### Your objective
For the data below, report the number of lines that contain the string "spatial" and nothing else.

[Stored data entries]
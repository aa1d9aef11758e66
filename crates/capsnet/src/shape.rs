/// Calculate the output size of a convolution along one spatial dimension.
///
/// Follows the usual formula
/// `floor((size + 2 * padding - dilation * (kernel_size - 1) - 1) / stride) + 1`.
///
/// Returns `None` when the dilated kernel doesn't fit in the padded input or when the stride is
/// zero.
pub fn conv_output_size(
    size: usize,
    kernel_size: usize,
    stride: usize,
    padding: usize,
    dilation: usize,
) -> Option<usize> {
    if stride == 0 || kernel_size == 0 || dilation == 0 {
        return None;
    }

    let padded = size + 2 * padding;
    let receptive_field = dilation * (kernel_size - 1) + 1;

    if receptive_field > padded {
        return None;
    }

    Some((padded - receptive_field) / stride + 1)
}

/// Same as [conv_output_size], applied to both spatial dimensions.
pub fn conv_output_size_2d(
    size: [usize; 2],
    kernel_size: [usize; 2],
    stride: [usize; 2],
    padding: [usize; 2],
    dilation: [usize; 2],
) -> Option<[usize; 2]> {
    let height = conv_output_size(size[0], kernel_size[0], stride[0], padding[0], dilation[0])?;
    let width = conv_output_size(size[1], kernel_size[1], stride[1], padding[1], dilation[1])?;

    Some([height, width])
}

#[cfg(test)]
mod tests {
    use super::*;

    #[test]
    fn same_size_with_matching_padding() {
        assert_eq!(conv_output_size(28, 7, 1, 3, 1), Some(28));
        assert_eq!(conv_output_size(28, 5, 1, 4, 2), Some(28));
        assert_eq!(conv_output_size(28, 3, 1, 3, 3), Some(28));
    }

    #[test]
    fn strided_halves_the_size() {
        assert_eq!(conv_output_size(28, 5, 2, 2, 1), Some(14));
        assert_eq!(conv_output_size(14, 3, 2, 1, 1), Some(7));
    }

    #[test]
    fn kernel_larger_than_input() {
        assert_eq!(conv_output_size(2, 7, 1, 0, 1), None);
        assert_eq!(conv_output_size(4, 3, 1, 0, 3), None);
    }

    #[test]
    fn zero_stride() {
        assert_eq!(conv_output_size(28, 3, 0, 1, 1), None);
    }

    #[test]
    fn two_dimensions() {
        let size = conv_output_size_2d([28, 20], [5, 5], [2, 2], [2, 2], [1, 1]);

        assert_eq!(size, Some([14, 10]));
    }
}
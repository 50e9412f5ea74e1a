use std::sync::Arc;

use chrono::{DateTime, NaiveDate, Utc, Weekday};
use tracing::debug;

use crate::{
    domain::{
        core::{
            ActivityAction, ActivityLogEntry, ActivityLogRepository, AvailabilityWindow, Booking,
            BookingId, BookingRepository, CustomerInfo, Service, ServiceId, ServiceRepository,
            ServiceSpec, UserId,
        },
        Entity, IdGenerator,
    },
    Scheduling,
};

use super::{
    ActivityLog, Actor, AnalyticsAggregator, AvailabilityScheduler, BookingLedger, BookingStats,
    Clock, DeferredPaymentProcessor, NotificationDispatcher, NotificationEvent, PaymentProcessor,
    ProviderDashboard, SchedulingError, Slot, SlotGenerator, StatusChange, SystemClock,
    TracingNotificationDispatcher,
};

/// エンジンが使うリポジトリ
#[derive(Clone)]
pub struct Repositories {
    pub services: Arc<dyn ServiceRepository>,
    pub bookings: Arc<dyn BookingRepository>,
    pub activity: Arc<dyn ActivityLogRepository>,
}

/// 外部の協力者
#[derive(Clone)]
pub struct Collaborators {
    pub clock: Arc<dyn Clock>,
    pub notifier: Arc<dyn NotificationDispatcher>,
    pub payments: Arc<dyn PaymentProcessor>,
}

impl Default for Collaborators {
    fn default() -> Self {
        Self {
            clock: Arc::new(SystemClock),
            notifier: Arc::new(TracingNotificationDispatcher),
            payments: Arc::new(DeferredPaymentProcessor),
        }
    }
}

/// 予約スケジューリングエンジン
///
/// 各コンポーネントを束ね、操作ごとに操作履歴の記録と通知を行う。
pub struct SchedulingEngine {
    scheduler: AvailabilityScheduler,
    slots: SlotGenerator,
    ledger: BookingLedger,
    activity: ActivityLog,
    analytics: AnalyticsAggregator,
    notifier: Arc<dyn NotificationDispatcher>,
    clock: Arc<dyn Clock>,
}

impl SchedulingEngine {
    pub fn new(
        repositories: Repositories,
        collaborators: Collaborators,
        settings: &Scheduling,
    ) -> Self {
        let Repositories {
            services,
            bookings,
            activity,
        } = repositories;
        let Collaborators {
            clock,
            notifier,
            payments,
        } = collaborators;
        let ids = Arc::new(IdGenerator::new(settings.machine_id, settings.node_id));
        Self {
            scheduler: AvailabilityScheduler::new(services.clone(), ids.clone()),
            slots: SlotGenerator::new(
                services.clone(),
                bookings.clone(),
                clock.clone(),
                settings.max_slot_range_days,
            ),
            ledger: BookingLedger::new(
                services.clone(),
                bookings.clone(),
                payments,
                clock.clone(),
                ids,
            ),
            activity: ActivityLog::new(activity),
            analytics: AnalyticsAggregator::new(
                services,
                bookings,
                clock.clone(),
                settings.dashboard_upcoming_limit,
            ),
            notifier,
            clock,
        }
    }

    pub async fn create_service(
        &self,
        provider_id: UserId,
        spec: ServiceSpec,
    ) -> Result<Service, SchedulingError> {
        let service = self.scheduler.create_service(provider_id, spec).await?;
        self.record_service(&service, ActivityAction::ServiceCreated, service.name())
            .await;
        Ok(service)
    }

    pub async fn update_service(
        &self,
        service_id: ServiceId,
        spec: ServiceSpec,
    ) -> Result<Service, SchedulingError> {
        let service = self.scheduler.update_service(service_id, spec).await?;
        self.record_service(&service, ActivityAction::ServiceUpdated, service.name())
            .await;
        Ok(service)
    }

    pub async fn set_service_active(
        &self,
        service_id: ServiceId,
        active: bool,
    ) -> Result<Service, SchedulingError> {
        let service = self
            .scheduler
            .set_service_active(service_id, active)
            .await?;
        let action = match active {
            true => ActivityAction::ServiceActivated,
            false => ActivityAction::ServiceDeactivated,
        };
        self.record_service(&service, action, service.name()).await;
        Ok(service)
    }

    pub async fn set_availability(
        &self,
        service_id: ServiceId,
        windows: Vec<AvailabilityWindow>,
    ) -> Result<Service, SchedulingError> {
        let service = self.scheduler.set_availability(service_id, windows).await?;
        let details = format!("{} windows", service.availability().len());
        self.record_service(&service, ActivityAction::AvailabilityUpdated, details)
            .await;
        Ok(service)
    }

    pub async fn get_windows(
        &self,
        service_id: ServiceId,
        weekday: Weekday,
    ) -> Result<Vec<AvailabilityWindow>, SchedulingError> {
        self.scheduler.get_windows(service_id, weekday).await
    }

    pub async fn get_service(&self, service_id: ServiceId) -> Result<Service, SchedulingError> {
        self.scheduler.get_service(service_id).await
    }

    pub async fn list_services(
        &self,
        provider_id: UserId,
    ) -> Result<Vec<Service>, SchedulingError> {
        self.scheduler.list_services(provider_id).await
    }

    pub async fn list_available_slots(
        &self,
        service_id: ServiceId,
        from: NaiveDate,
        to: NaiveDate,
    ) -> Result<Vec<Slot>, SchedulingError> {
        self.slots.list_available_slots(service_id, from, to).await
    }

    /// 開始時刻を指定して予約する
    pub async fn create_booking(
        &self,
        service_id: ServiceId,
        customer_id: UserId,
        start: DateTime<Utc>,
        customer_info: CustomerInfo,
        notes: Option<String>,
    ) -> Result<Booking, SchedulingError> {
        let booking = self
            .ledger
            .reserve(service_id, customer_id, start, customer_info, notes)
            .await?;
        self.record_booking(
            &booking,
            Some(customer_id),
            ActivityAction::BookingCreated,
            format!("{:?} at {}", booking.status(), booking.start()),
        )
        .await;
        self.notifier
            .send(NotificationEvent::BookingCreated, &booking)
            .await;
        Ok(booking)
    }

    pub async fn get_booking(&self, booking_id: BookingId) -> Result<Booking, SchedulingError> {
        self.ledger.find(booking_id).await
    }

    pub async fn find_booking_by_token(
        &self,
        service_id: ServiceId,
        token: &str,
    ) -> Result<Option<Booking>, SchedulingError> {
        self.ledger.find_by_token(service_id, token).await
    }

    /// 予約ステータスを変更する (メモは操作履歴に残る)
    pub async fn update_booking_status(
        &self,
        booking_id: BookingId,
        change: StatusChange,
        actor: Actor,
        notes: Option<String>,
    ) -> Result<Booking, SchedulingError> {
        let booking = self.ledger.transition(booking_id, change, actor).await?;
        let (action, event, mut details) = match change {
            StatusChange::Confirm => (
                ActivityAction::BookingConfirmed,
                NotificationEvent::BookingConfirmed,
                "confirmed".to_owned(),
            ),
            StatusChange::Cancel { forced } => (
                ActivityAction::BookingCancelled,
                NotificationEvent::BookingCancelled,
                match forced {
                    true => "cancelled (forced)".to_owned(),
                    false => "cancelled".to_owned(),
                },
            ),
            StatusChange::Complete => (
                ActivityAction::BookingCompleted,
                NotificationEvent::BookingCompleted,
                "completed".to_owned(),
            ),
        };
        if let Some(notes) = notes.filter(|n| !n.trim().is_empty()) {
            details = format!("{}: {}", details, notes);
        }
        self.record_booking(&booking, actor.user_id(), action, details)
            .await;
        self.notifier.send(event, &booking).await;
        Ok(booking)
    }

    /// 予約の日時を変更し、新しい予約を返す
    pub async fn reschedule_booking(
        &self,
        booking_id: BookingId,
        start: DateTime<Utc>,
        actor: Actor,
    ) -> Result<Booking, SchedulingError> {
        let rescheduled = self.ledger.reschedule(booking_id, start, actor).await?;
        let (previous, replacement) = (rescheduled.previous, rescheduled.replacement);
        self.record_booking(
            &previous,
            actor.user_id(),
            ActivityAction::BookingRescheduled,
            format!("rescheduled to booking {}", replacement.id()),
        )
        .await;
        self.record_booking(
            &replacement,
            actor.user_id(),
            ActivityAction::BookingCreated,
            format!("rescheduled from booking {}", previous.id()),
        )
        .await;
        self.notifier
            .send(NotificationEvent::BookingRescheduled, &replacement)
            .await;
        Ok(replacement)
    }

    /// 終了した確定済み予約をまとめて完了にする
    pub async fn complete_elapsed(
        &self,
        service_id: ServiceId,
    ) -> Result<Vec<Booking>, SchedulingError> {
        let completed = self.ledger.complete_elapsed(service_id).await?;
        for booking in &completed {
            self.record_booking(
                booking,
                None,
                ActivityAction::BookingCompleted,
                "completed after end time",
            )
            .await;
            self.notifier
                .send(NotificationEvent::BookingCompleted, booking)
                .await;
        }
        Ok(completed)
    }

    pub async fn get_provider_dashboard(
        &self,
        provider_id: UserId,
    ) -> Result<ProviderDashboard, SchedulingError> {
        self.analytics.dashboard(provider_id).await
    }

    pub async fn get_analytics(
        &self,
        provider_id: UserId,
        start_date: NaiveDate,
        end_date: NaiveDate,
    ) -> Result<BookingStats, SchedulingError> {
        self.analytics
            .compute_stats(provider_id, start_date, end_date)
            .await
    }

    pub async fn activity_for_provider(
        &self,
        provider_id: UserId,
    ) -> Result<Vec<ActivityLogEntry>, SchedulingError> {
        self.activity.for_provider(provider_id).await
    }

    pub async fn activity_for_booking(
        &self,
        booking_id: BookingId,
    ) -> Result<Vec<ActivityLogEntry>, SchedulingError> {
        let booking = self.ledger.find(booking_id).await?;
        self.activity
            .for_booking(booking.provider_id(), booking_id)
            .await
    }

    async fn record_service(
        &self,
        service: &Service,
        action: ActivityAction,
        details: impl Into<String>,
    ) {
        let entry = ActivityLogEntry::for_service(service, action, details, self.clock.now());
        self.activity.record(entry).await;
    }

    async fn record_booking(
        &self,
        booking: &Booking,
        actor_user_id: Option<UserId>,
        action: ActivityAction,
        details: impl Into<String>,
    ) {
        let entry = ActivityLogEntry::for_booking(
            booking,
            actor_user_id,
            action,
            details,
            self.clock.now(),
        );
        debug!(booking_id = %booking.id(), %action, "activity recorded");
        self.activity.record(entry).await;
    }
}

### Answer to the problem
2